Some of the independence groups are known to practice extortion and other intimidatory tactics, not dissimilar from mafia activity in Sicily and southern Italy. Non-Corsican homeowners may be threatened with the destruction of their home, able to be avoided only through paying a ransom. Journalists writing articles critical of the armed groups have sometimes been threatened. Prosecutions are made difficult by a pervasive "law of silence". It is sometimes suggested that such behavior stems from longstanding clan traditions in Corsican society.

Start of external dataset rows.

//! In-memory event channel for tests and single-process runs.
//!
//! Built on a tokio broadcast channel. Matches the delivery contract real
//! backends provide: at-least-once per subscriber, ordered within a topic,
//! nothing guaranteed across topics. A slow subscriber that lags simply
//! misses messages (broadcast semantics), which consumers must already
//! tolerate.

use futures::stream;
use officehours_core::channel::{ChannelError, EventChannel, MessageStream};
use officehours_core::event::ChannelMessage;
use std::collections::HashSet;
use std::future::Future;
use std::pin::Pin;
use std::sync::Mutex;
use tokio::sync::broadcast;

/// Default broadcast buffer: large enough that tests never lag.
const DEFAULT_CAPACITY: usize = 256;

/// In-process broadcast event channel.
///
/// Also records everything published, so tests can assert on emissions
/// without subscribing.
pub struct MemoryEventChannel {
    sender: broadcast::Sender<(String, ChannelMessage)>,
    published: Mutex<Vec<(String, ChannelMessage)>>,
}

impl Default for MemoryEventChannel {
    fn default() -> Self {
        Self::new()
    }
}

impl MemoryEventChannel {
    /// Create a channel with the default buffer capacity.
    #[must_use]
    pub fn new() -> Self {
        Self::with_capacity(DEFAULT_CAPACITY)
    }

    /// Create a channel with a specific buffer capacity.
    #[must_use]
    pub fn with_capacity(capacity: usize) -> Self {
        let (sender, _) = broadcast::channel(capacity);
        Self {
            sender,
            published: Mutex::new(Vec::new()),
        }
    }

    /// Everything published so far, in publish order.
    #[must_use]
    pub fn published(&self) -> Vec<(String, ChannelMessage)> {
        self.published
            .lock()
            .unwrap_or_else(std::sync::PoisonError::into_inner)
            .clone()
    }

    /// Messages published to one topic, in publish order.
    #[must_use]
    pub fn published_to(&self, topic: &str) -> Vec<ChannelMessage> {
        self.published()
            .into_iter()
            .filter(|(t, _)| t == topic)
            .map(|(_, message)| message)
            .collect()
    }
}

impl EventChannel for MemoryEventChannel {
    fn publish(
        &self,
        topic: &str,
        message: &ChannelMessage,
    ) -> Pin<Box<dyn Future<Output = Result<(), ChannelError>> + Send + '_>> {
        let entry = (topic.to_string(), message.clone());
        Box::pin(async move {
            self.published
                .lock()
                .unwrap_or_else(std::sync::PoisonError::into_inner)
                .push(entry.clone());
            // A send error only means there are no subscribers right now.
            let _ = self.sender.send(entry);
            Ok(())
        })
    }

    fn subscribe(
        &self,
        topics: &[&str],
    ) -> Pin<Box<dyn Future<Output = Result<MessageStream, ChannelError>> + Send + '_>> {
        let wanted: HashSet<String> = topics.iter().map(|t| (*t).to_string()).collect();
        let receiver = self.sender.subscribe();
        Box::pin(async move {
            let stream = stream::unfold((receiver, wanted), |(mut receiver, wanted)| async move {
                loop {
                    match receiver.recv().await {
                        Ok((topic, message)) if wanted.contains(&topic) => {
                            return Some((Ok(message), (receiver, wanted)));
                        },
                        // Not a topic we asked for.
                        Ok(_) => {},
                        // Lagged: messages were dropped; keep reading.
                        Err(broadcast::error::RecvError::Lagged(_)) => {},
                        Err(broadcast::error::RecvError::Closed) => return None,
                    }
                }
            });
            Ok(Box::pin(stream) as MessageStream)
        })
    }
}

In 2000, Prime Minister Lionel Jospin agreed to grant increased autonomy to Corsica in exchange for an end to violence. The proposed autonomy for Corsica would have included greater protection for the Corsican language (Corsu), the island's traditional language (which is a direct derivative of Latin), whose practice and teaching, like other regional or minority languages in France, had in the past been discouraged. According to the UNESCO classification, the Corsican language is currently in danger of becoming extinct. However, the plans for increased autonomy were opposed by the Gaullist opposition in the French National Assembly, who feared that they would lead to calls for autonomy from other regions (such as Brittany or Alsace), eventually threatening France's unity as a country.

In a referendum on July 6, 2003, a narrow majority of Corsican voters opposed a project from the government of Jean-Pierre Raffarin and Interior Minister Nicolas Sarkozy that would have suppressed the two departments of the island and granted greater autonomy to the territorial collectivity of Corsica.